* Instructions for the task
Where a line of the records holds the string "command", copy that line.

* Records shown

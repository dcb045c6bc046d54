//! Sandbox ownership and the permissioned sys-call surface.
//!
//! A [`WorkerBridge`] owns exactly one sandboxed worker process (or an
//! attached in-process transport), dispatches hook calls into it, and
//! services the sys-calls it sends back through the [`SyscallHandler`].
//! Every sys-call is rate-limited and checked against the caller's manifest
//! before it reaches a backend.

mod backend;
mod bridge;
mod rate_limit;
mod syscall;

pub use backend::{
    DbBackend, DbQueryOptions, FetchRequest, FetchResponse, HttpFetcher, ReqwestFetcher,
    SkillInvoker,
};
pub use bridge::{BridgeConfig, WorkerBridge};
pub use rate_limit::RateLimiter;
pub use syscall::SyscallHandler;
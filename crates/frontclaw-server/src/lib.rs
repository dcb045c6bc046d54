//! The chat-facing half of the frontclaw host.
//!
//! Glues the orchestrator, the LLM provider, and conversation persistence
//! behind a streaming HTTP surface: `POST /api/v1/chat` (SSE or JSON) plus
//! the plugin route mount at `/api/v1/p/{pluginId}/*`.

pub mod chat;
pub mod config;
pub mod http;
pub mod llm;
pub mod persistence;
pub mod sse;
pub mod title;

pub use chat::{ChatDriver, ChatError, ChatEvent, ChatRequestOptions, ChatSummary};
pub use config::ServerConfig;
pub use http::{router, AppState};
pub use llm::{ChatDelta, ChatMessage, ChatModel, ChatRole, LlmError, ModelRequest, ToolCallRequest, ToolSpec};
pub use persistence::{Conversation, ConversationStore, InMemoryConversationStore, StoredMessage};
pub use sse::SseWriter;
//! Outcome of a pipeline stage run.

use crate::error::ErrorObject;

/// What happened when a pipeline traversed the plugin list.
///
/// `Continued` carries the (possibly transformed) value through to the next
/// stage. `Intercepted` replaces the final value and suppresses downstream
/// plugins. `Failed` aborts the request.
#[derive(Debug, Clone, PartialEq)]
pub enum PipelineOutcome<T> {
    Continued(T),
    Intercepted { value: T, plugin_id: String },
    Failed { plugin_id: String, error: ErrorObject },
}

impl<T> PipelineOutcome<T> {
    pub fn failed(plugin_id: impl Into<String>, error: ErrorObject) -> Self {
        Self::Failed {
            plugin_id: plugin_id.into(),
            error,
        }
    }

    pub fn is_failed(&self) -> bool {
        matches!(self, Self::Failed { .. })
    }

    /// The carried value, unless the pipeline failed.
    pub fn into_value(self) -> Result<T, (String, ErrorObject)> {
        match self {
            Self::Continued(value) | Self::Intercepted { value, .. } => Ok(value),
            Self::Failed { plugin_id, error } => Err((plugin_id, error)),
        }
    }

    /// Plugin that intercepted, if any.
    pub fn intercepted_by(&self) -> Option<&str> {
        match self {
            Self::Intercepted { plugin_id, .. } => Some(plugin_id),
            _ => None,
        }
    }
}
//! Length-prefixed frame codec for the sandbox stream.
//!
//! Wire format:
//!
//! ```text
//! ┌──────────────────────────────────────┐
//! │ 4 bytes: u32 big-endian length       │
//! ├──────────────────────────────────────┤
//! │ N bytes: JSON-encoded Envelope       │
//! └──────────────────────────────────────┘
//! ```

use crate::envelope::Envelope;
use std::io;
use tokio::io::{AsyncRead, AsyncReadExt, AsyncWrite, AsyncWriteExt};

/// Default per-frame ceiling. Chat payloads are small; anything near this is
/// a runaway plugin.
pub const DEFAULT_MAX_FRAME: usize = 4 * 1024 * 1024;

/// Hard ceiling regardless of configuration, to bound memory on a hostile
/// length prefix.
const MAX_FRAME_HARD_LIMIT: usize = 16 * 1024 * 1024;

#[derive(Debug, thiserror::Error)]
pub enum FrameError {
    #[error("I/O error: {0}")]
    Io(#[from] io::Error),

    #[error("frame too large: {size} bytes (max {max})")]
    TooLarge { size: usize, max: usize },

    #[error("invalid envelope: {0}")]
    Invalid(String),

    #[error("unexpected end of stream")]
    UnexpectedEof,
}

/// Reads envelopes from the worker side of the stream.
pub struct FrameReader<R> {
    reader: R,
    max_frame: usize,
}

impl<R: AsyncRead + Unpin> FrameReader<R> {
    pub fn new(reader: R) -> Self {
        Self {
            reader,
            max_frame: DEFAULT_MAX_FRAME,
        }
    }

    pub fn with_max_frame(reader: R, max_frame: usize) -> Self {
        Self { reader, max_frame }
    }

    /// Read the next envelope. Returns `Ok(None)` on clean EOF (stream closed
    /// between frames) and `Err(UnexpectedEof)` on a truncated frame.
    pub async fn read(&mut self) -> Result<Option<Envelope>, FrameError> {
        let mut len_buf = [0u8; 4];
        match self.reader.read_exact(&mut len_buf).await {
            Ok(_) => {}
            Err(e) if e.kind() == io::ErrorKind::UnexpectedEof => return Ok(None),
            Err(e) => return Err(FrameError::Io(e)),
        }

        let length = u32::from_be_bytes(len_buf) as usize;
        if length > self.max_frame || length > MAX_FRAME_HARD_LIMIT {
            return Err(FrameError::TooLarge {
                size: length,
                max: self.max_frame.min(MAX_FRAME_HARD_LIMIT),
            });
        }

        let mut payload = vec![0u8; length];
        if let Err(e) = self.reader.read_exact(&mut payload).await {
            if e.kind() == io::ErrorKind::UnexpectedEof {
                return Err(FrameError::UnexpectedEof);
            }
            return Err(FrameError::Io(e));
        }

        let envelope =
            serde_json::from_slice(&payload).map_err(|e| FrameError::Invalid(e.to_string()))?;
        Ok(Some(envelope))
    }
}

/// Writes envelopes to the worker side of the stream.
pub struct FrameWriter<W> {
    writer: W,
    max_frame: usize,
}

impl<W: AsyncWrite + Unpin> FrameWriter<W> {
    pub fn new(writer: W) -> Self {
        Self {
            writer,
            max_frame: DEFAULT_MAX_FRAME,
        }
    }

    pub fn with_max_frame(writer: W, max_frame: usize) -> Self {
        Self { writer, max_frame }
    }

    pub async fn write(&mut self, envelope: &Envelope) -> Result<(), FrameError> {
        let bytes =
            serde_json::to_vec(envelope).map_err(|e| FrameError::Invalid(e.to_string()))?;

        if bytes.len() > self.max_frame || bytes.len() > MAX_FRAME_HARD_LIMIT {
            return Err(FrameError::TooLarge {
                size: bytes.len(),
                max: self.max_frame.min(MAX_FRAME_HARD_LIMIT),
            });
        }

        let len = bytes.len() as u32;
        self.writer.write_all(&len.to_be_bytes()).await?;
        self.writer.write_all(&bytes).await?;
        self.writer.flush().await?;
        Ok(())
    }
}
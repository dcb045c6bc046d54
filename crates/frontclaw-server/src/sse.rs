//! Server-sent event framing with close-once semantics.
//!
//! Frames are `event: <name>\ndata: <json>\n\n`. The writer feeds a bounded
//! channel whose receiver becomes the response body stream. Once closed,
//! whether explicitly or because the client went away, every further send is
//! a no-op returning `false`.

use bytes::Bytes;
use serde::Serialize;
use std::convert::Infallible;
use std::sync::atomic::{AtomicBool, Ordering};
use tokio::sync::mpsc;

pub struct SseWriter {
    tx: mpsc::Sender<Bytes>,
    closed: AtomicBool,
}

impl SseWriter {
    /// Create a writer and the body stream it feeds.
    pub fn channel(
        buffer: usize,
    ) -> (
        Self,
        impl futures::Stream<Item = Result<Bytes, Infallible>> + Send + 'static,
    ) {
        let (tx, mut rx) = mpsc::channel::<Bytes>(buffer);
        let stream = async_stream::stream! {
            while let Some(chunk) = rx.recv().await {
                yield Ok::<Bytes, Infallible>(chunk);
            }
        };
        (
            Self {
                tx,
                closed: AtomicBool::new(false),
            },
            stream,
        )
    }

    /// Frame and send one event. Returns `false` when the stream is closed;
    /// the caller keeps running but writes become sinks.
    pub async fn send<T: Serialize>(&self, event: &str, data: &T) -> bool {
        if self.closed.load(Ordering::Acquire) {
            return false;
        }
        let json = match serde_json::to_string(data) {
            Ok(json) => json,
            Err(_) => return false,
        };
        let frame = Bytes::from(format!("event: {event}\ndata: {json}\n\n"));
        if self.tx.send(frame).await.is_err() {
            self.closed.store(true, Ordering::Release);
            return false;
        }
        true
    }

    /// Close the stream. Exactly the first call has an effect.
    pub fn close(&self) {
        self.closed.store(true, Ordering::Release);
    }

    pub fn is_closed(&self) -> bool {
        self.closed.load(Ordering::Acquire)
    }
}

#[cfg(test)]
mod tests {
    use super::*;
    use futures::StreamExt;
    use serde_json::json;

    #[tokio::test]
    async fn frames_follow_sse_format() {
        let (writer, stream) = SseWriter::channel(8);
        assert!(writer.send("delta", &json!({"text": "hi"})).await);
        drop(writer);

        let frames: Vec<Bytes> = stream.map(|r| r.unwrap()).collect().await;
        assert_eq!(frames.len(), 1);
        let text = String::from_utf8(frames[0].to_vec()).unwrap();
        assert_eq!(text, "event: delta\ndata: {\"text\":\"hi\"}\n\n");
    }

    #[tokio::test]
    async fn sends_after_close_are_noops() {
        let (writer, stream) = SseWriter::channel(8);
        assert!(writer.send("meta", &json!({})).await);
        writer.close();
        assert!(!writer.send("delta", &json!({"text": "late"})).await);
        assert!(writer.is_closed());
        drop(writer);

        let frames: Vec<Bytes> = stream.map(|r| r.unwrap()).collect().await;
        assert_eq!(frames.len(), 1);
    }

    #[tokio::test]
    async fn dropped_receiver_marks_closed() {
        let (writer, stream) = SseWriter::channel(1);
        drop(stream);
        assert!(!writer.send("delta", &json!({})).await);
        assert!(writer.is_closed());
    }
}
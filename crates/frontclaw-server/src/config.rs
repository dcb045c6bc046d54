//! Server configuration.
//!
//! Loaded from a TOML file with `${ENV_VAR}` substitution, so secrets like
//! the memory encryption key stay out of the file itself.

use serde::Deserialize;
use serde_json::Value;
use std::collections::HashMap;
use std::path::PathBuf;

#[derive(Debug, Clone, Deserialize)]
#[serde(default)]
pub struct ServerConfig {
    pub server: HttpConfig,
    pub plugins: PluginsConfig,
    pub sandbox: SandboxConfig,
    pub memory: MemoryConfig,
    pub llm: LlmConfig,
}

#[derive(Debug, Clone, Deserialize)]
#[serde(default)]
pub struct HttpConfig {
    pub host: String,
    pub port: u16,
}

#[derive(Debug, Clone, Deserialize)]
#[serde(default)]
pub struct PluginsConfig {
    pub dir: PathBuf,
    /// Plugin ids excluded regardless of their enabled flag.
    pub deny: Vec<String>,
    /// Per-plugin configuration overrides: `[plugins.config.<id>]` tables.
    pub config: HashMap<String, HashMap<String, Value>>,
}

#[derive(Debug, Clone, Deserialize)]
#[serde(default)]
pub struct SandboxConfig {
    /// Sandbox runner command; the plugin entry path is appended.
    pub command: Vec<String>,
    pub hook_timeout_ms: u64,
    pub syscall_timeout_ms: u64,
    pub ready_timeout_ms: u64,
}

#[derive(Debug, Clone, Deserialize)]
#[serde(default)]
pub struct MemoryConfig {
    /// 32-byte key, hex or base64. Supports `${ENV_VAR}` substitution.
    /// When set, values are stored in the AEAD envelope.
    pub encryption_key: Option<String>,
    /// Optional separate HMAC signing key; defaults to the encryption key.
    pub signing_key: Option<String>,
}

#[derive(Debug, Clone, Deserialize)]
#[serde(default)]
pub struct LlmConfig {
    /// `echo` is the built-in development provider.
    pub provider: String,
    pub model: String,
    /// Supports `${ENV_VAR}` substitution.
    pub api_key: String,
    pub max_tokens_per_request: u32,
}

impl Default for ServerConfig {
    fn default() -> Self {
        Self {
            server: HttpConfig::default(),
            plugins: PluginsConfig::default(),
            sandbox: SandboxConfig::default(),
            memory: MemoryConfig::default(),
            llm: LlmConfig::default(),
        }
    }
}

impl Default for HttpConfig {
    fn default() -> Self {
        Self {
            host: "127.0.0.1".to_string(),
            port: 8710,
        }
    }
}

impl Default for PluginsConfig {
    fn default() -> Self {
        Self {
            dir: PathBuf::from("./plugins"),
            deny: Vec::new(),
            config: HashMap::new(),
        }
    }
}

impl Default for SandboxConfig {
    fn default() -> Self {
        Self {
            command: vec!["frontclaw-sandbox-runner".to_string()],
            hook_timeout_ms: 5_000,
            syscall_timeout_ms: 30_000,
            ready_timeout_ms: 5_000,
        }
    }
}

impl Default for MemoryConfig {
    fn default() -> Self {
        Self {
            encryption_key: None,
            signing_key: None,
        }
    }
}

impl Default for LlmConfig {
    fn default() -> Self {
        Self {
            provider: "echo".to_string(),
            model: String::new(),
            api_key: String::new(),
            max_tokens_per_request: 4096,
        }
    }
}

#[derive(Debug, thiserror::Error)]
pub enum ConfigError {
    #[error("cannot read config '{path}': {source}")]
    Read {
        path: String,
        source: std::io::Error,
    },

    #[error("env expansion failed: {0}")]
    Expansion(String),

    #[error("invalid config: {0}")]
    Parse(#[from] toml::de::Error),
}

impl ServerConfig {
    /// Load and expand a TOML config file.
    pub fn load(path: &str) -> Result<Self, ConfigError> {
        let content = std::fs::read_to_string(path).map_err(|source| ConfigError::Read {
            path: path.to_string(),
            source,
        })?;
        let expanded =
            shellexpand::env(&content).map_err(|e| ConfigError::Expansion(e.to_string()))?;
        Ok(toml::from_str(&expanded)?)
    }

    pub fn bind_address(&self) -> String {
        format!("{}:{}", self.server.host, self.server.port)
    }
}
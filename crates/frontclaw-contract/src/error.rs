//! Stable error codes and the cross-boundary error object.
//!
//! Errors that cross the sandbox boundary or reach an HTTP client are reduced
//! to a `code` + `message` pair. Stack detail stays on the host side.

use serde::{Deserialize, Serialize};
use thiserror::Error;

/// Stable error code strings.
///
/// These are part of the wire contract: plugins and HTTP clients match on
/// them, so they never change once shipped.
pub mod codes {
    pub const PERMISSION_DENIED: &str = "PERMISSION_DENIED";
    pub const HOOK_TIMEOUT: &str = "HOOK_TIMEOUT";
    pub const HOOK_ERROR: &str = "HOOK_ERROR";
    pub const SANDBOX_READY_TIMEOUT: &str = "SANDBOX_READY_TIMEOUT";
    pub const INIT_FAILED: &str = "INIT_FAILED";
    pub const WORKER_STOPPED: &str = "WORKER_STOPPED";
    pub const SYSCALL_RATE_LIMITED: &str = "SYSCALL_RATE_LIMITED";
    pub const UNKNOWN_SYSCALL: &str = "UNKNOWN_SYSCALL";
    pub const SIGNATURE_MISMATCH: &str = "SIGNATURE_MISMATCH";
}

/// A coded error as seen by plugins and HTTP clients.
///
/// This is the only error shape allowed across the trust boundary: a stable
/// code and a human-readable message. Anything richer (stack traces, source
/// chains) is logged host-side and stripped before forwarding.
#[derive(Debug, Clone, PartialEq, Eq, Error, Serialize, Deserialize)]
#[error("[{code}] {message}")]
pub struct ErrorObject {
    pub code: String,
    pub message: String,
}

impl ErrorObject {
    pub fn new(code: impl Into<String>, message: impl Into<String>) -> Self {
        Self {
            code: code.into(),
            message: message.into(),
        }
    }

    /// Box an uncoded plugin failure as `HOOK_ERROR`, preserving the message.
    pub fn hook_error(message: impl Into<String>) -> Self {
        Self::new(codes::HOOK_ERROR, message)
    }

    pub fn permission_denied(message: impl Into<String>) -> Self {
        Self::new(codes::PERMISSION_DENIED, message)
    }

    pub fn is(&self, code: &str) -> bool {
        self.code == code
    }
}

* Solution to this task
    /// Sandbox runner command; the plugin entry path is appended.
    pub command: Vec<String>,
            command: vec!["frontclaw-sandbox-runner".to_string()],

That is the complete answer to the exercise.